If I turn on both pcs (and their associated devices) at relatively the same time there is a decent non-100% chance the breaker will flip. If I stagger the two pcs and their associated devices it appears to be fine so far. I have honestly not tried to spike power draw the 3090 since the new world bug (as I don't want to overly stress the expensive card).

Could someone help explain what is potentially going on and how to fix or reinforce the setup to resist the issue better?

Added info: The 3090 pc has a ups, and one surge protector for less important things. The TV pc has one surge protector for everything. There is another surge protector but is essentially doing nothing (powers led light and charges phones very rarely).

Edit (Crip659): There is no light on the GFCI Breaker, just a little button and then the switch.

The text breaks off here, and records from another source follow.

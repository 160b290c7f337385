//! Scheduled-Job Processor (C8, §4.8).
//!
//! A single cooperative loop that polls due `ScheduledJob` rows, creates
//! `CrawlJob`s for those within the catch-up window, and skips (but still
//! advances) the rest. Grounded on
//! `original_source/crawler/services/scheduled_job_processor.py`
//! (`_prepare_scheduled_job`, `_create_and_publish_crawl_job`,
//! `MAX_CATCHUP_DELAY = 1h`, `SCHEDULED_JOB_PRIORITY = 5`).

use std::sync::Arc;
use std::time::Duration;

use chrono::Utc;
use tracing::{info, warn};
use uuid::Uuid;

use crate::cron_engine;
use crate::error::Result;
use crate::models::{JobType, NewCrawlJob};
use crate::queue::DurableQueue;
use crate::repository::{CrawlJobRepository, ScheduledJobRepository, WebsiteRepository};

/// §4.8: missed fires older than this are skipped rather than caught up.
pub const MAX_CATCHUP_DELAY: chrono::Duration = chrono::Duration::hours(1);
/// §4.8 `create_template_based_job` defaults.
const SCHEDULED_JOB_PRIORITY: i16 = 5;
const SCHEDULED_JOB_MAX_RETRIES: i32 = 3;

pub struct ScheduledJobProcessor {
    scheduled_jobs: ScheduledJobRepository,
    websites: WebsiteRepository,
    crawl_jobs: CrawlJobRepository,
    queue: Arc<dyn DurableQueue>,
    poll_interval: Duration,
    batch_size: i64,
}

/// What happened to one due `ScheduledJob` during a single pass.
#[derive(Debug, Clone, Copy, PartialEq, Eq)]
pub enum JobOutcome {
    CaughtUp,
    Skipped,
    RecomputedOrphan,
    WebsiteMissing,
    CronInvalid,
}

impl ScheduledJobProcessor {
    pub fn new(
        scheduled_jobs: ScheduledJobRepository,
        websites: WebsiteRepository,
        crawl_jobs: CrawlJobRepository,
        queue: Arc<dyn DurableQueue>,
        poll_interval: Duration,
        batch_size: i64,
    ) -> Self {
        Self {
            scheduled_jobs,
            websites,
            crawl_jobs,
            queue,
            poll_interval,
            batch_size,
        }
    }

    /// Run the processor until `shutdown` fires: the missed-schedule sweep
    /// once, then normal per-tick processing at `poll_interval` (§4.8, §5).
    pub async fn run(&self, mut shutdown: tokio::sync::watch::Receiver<bool>) {
        info!("scheduled-job processor: running missed-schedule sweep");
        if let Err(e) = self.run_missed_schedule_sweep().await {
            warn!(error = %e, "missed-schedule sweep failed");
        }

        loop {
            tokio::select! {
                _ = shutdown.changed() => {
                    info!("scheduled-job processor: shutdown signal received, exiting");
                    break;
                }
                _ = tokio::time::sleep(self.poll_interval) => {}
            }
            if *shutdown.borrow() {
                break;
            }
            if let Err(e) = self.process_tick(None).await {
                warn!(error = %e, "scheduled-job processor tick failed");
            }
        }
    }

    /// §4.8 "missed-schedule sweep": drain every due batch, applying the
    /// 1-hour catch-up threshold, looping while the batch came back full.
    pub async fn run_missed_schedule_sweep(&self) -> Result<()> {
        loop {
            let now = Utc::now();
            let batch = self
                .scheduled_jobs
                .fetch_due_batch(now, self.batch_size)
                .await?;
            if batch.is_empty() {
                return Ok(());
            }
            let batch_len = batch.len();
            for job in batch {
                self.process_job(job.id, now, Some(MAX_CATCHUP_DELAY)).await?;
            }
            if (batch_len as i64) < self.batch_size {
                return Ok(());
            }
        }
    }

    /// §4.8 "normal processing": a single batch, always treated as
    /// catch-up (`threshold = None`).
    pub async fn process_tick(&self, threshold_override: Option<chrono::Duration>) -> Result<()> {
        let now = Utc::now();
        let batch = self
            .scheduled_jobs
            .fetch_due_batch(now, self.batch_size)
            .await?;
        for job in batch {
            self.process_job(job.id, now, threshold_override).await?;
        }
        Ok(())
    }

    /// Per-job flow shared by the sweep and normal processing (§4.8).
    /// `threshold = None` means "always catch up" (normal-tick semantics);
    /// `Some(d)` applies the catch-up-vs-skip rule against `d`.
    async fn process_job(
        &self,
        scheduled_job_id: Uuid,
        now: chrono::DateTime<Utc>,
        threshold: Option<chrono::Duration>,
    ) -> Result<JobOutcome> {
        let Some(job) = self.scheduled_jobs.get(scheduled_job_id).await? else {
            return Ok(JobOutcome::WebsiteMissing);
        };

        let website = self.websites.get(job.website_id).await?;
        let website = match website {
            Some(w) if w.is_live() => w,
            _ => {
                self.scheduled_jobs.deactivate(job.id).await?;
                return Ok(JobOutcome::WebsiteMissing);
            }
        };

        let timezone = if job.timezone.trim().is_empty() {
            self.scheduled_jobs.set_timezone(job.id, "UTC").await?;
            "UTC".to_string()
        } else {
            job.timezone.clone()
        };

        let Some(next_run_time) = job.next_run_time else {
            // Orphaned: recompute and update without executing.
            match cron_engine::next_run(&job.cron_expression, now, &timezone) {
                Ok((next, _)) => {
                    self.scheduled_jobs.advance_next_run(job.id, next).await?;
                    return Ok(JobOutcome::RecomputedOrphan);
                }
                Err(_) => {
                    self.scheduled_jobs.deactivate(job.id).await?;
                    return Ok(JobOutcome::CronInvalid);
                }
            }
        };

        let new_next_run = match cron_engine::next_run(&job.cron_expression, now, &timezone) {
            Ok((next, _)) => next,
            Err(_) => {
                self.scheduled_jobs.deactivate(job.id).await?;
                return Ok(JobOutcome::CronInvalid);
            }
        };

        let delay = now - next_run_time;
        let should_catch_up = match threshold {
            None => true,
            Some(max_delay) => delay < max_delay,
        };

        if should_catch_up {
            self.create_and_publish_crawl_job(&job, &website, next_run_time)
                .await?;
            self.scheduled_jobs
                .record_catchup(job.id, new_next_run, now)
                .await?;
            Ok(JobOutcome::CaughtUp)
        } else {
            self.scheduled_jobs.advance_next_run(job.id, new_next_run).await?;
            Ok(JobOutcome::Skipped)
        }
    }

    /// §4.8 `_create_and_publish_crawl_job` / `create_template_based_job`.
    async fn create_and_publish_crawl_job(
        &self,
        scheduled_job: &crate::models::ScheduledJob,
        website: &crate::models::Website,
        missed_time: chrono::DateTime<Utc>,
    ) -> Result<()> {
        let metadata = serde_json::json!({
            "scheduled_job_id": scheduled_job.id.to_string(),
            "cron_schedule": scheduled_job.cron_expression,
            "catchup": true,
            "missed_time": missed_time.to_rfc3339(),
        });

        let new_job = NewCrawlJob::template_based(
            website.id,
            website.base_url.clone(),
            scheduled_job.job_config.clone(),
            JobType::Scheduled,
            SCHEDULED_JOB_PRIORITY,
            metadata,
            SCHEDULED_JOB_MAX_RETRIES,
        );

        let created = self.crawl_jobs.create(&new_job).await?;
        let payload = serde_json::json!({ "job_id": created.id.to_string() }).to_string();

        match self.queue.publish(payload.as_bytes()).await {
            Ok(true) => Ok(()),
            Ok(false) | Err(_) => {
                // Never ran: cancelled, not failed (§4.8).
                self.crawl_jobs
                    .mark_cancelled(created.id, Some("failed to publish scheduled crawl job"))
                    .await?;
                Ok(())
            }
        }
    }
}

#[cfg(test)]
mod tests {
    use super::*;

    #[test]
    fn max_catchup_delay_is_one_hour() {
        assert_eq!(MAX_CATCHUP_DELAY, chrono::Duration::hours(1));
    }

    #[test]
    fn job_outcome_variants_are_distinguishable() {
        assert_ne!(JobOutcome::CaughtUp, JobOutcome::Skipped);
        assert_ne!(JobOutcome::WebsiteMissing, JobOutcome::CronInvalid);
    }
}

Edit, additional info: No AC, AC is a duct based AC on its own. Items connected to:

  • 2x 31 inch monitors
  • 1x 27 inch
  • 1x pc w/ 1000watt psu (w/ i9 and 3090)

The above is on one ups

  • 1x orbi router

  • 1x surfboard modem

  • 1x smart home hub

The above is on one surge protector

  • 1x LG TV 45 inch (ish)
  • 1x 500 watt psu w/ i7 / 980ti
  • 1x audio receiver

The above on one surge protector

  • 1 led lamp
  • 1 USB for phone charging

On one surge protector

  • 1 led lamp
  • 1 curtains automation

On one outlet (two different spots..)

The gfci appears to only trip if too much is turned on at once, or back when my gpu flew to the moon due to a game bug that near bricked 3090s. Avoided that game after that issue, so just appears now when two pcs and their associated items are turned on within short order of each other.

Never mentally calculated the draw, but I think I will now label each machine and compare it to what the breaker says is max. I don't run both machines greater than 3 hours, so I don't think I would have 80% load for extended periods (1 hour for sure though).

The 3090 will play graphical games, but the 980 is just more of an overblown media center. Though my issue appears when they are turning on near the same time (within a few minutes, waiting 5 or so minutes seems to be the sweet spot to not trip anything - it also doesnt appear to happen everytime so... really makes me scratch my head).

The breaker that handles all this is a 15A GFCI Breaker. (Handles lights and outlets for the master bedroom and bonus room, and just lights for the bathroom, bathroom outlets have their own dedicated breaker).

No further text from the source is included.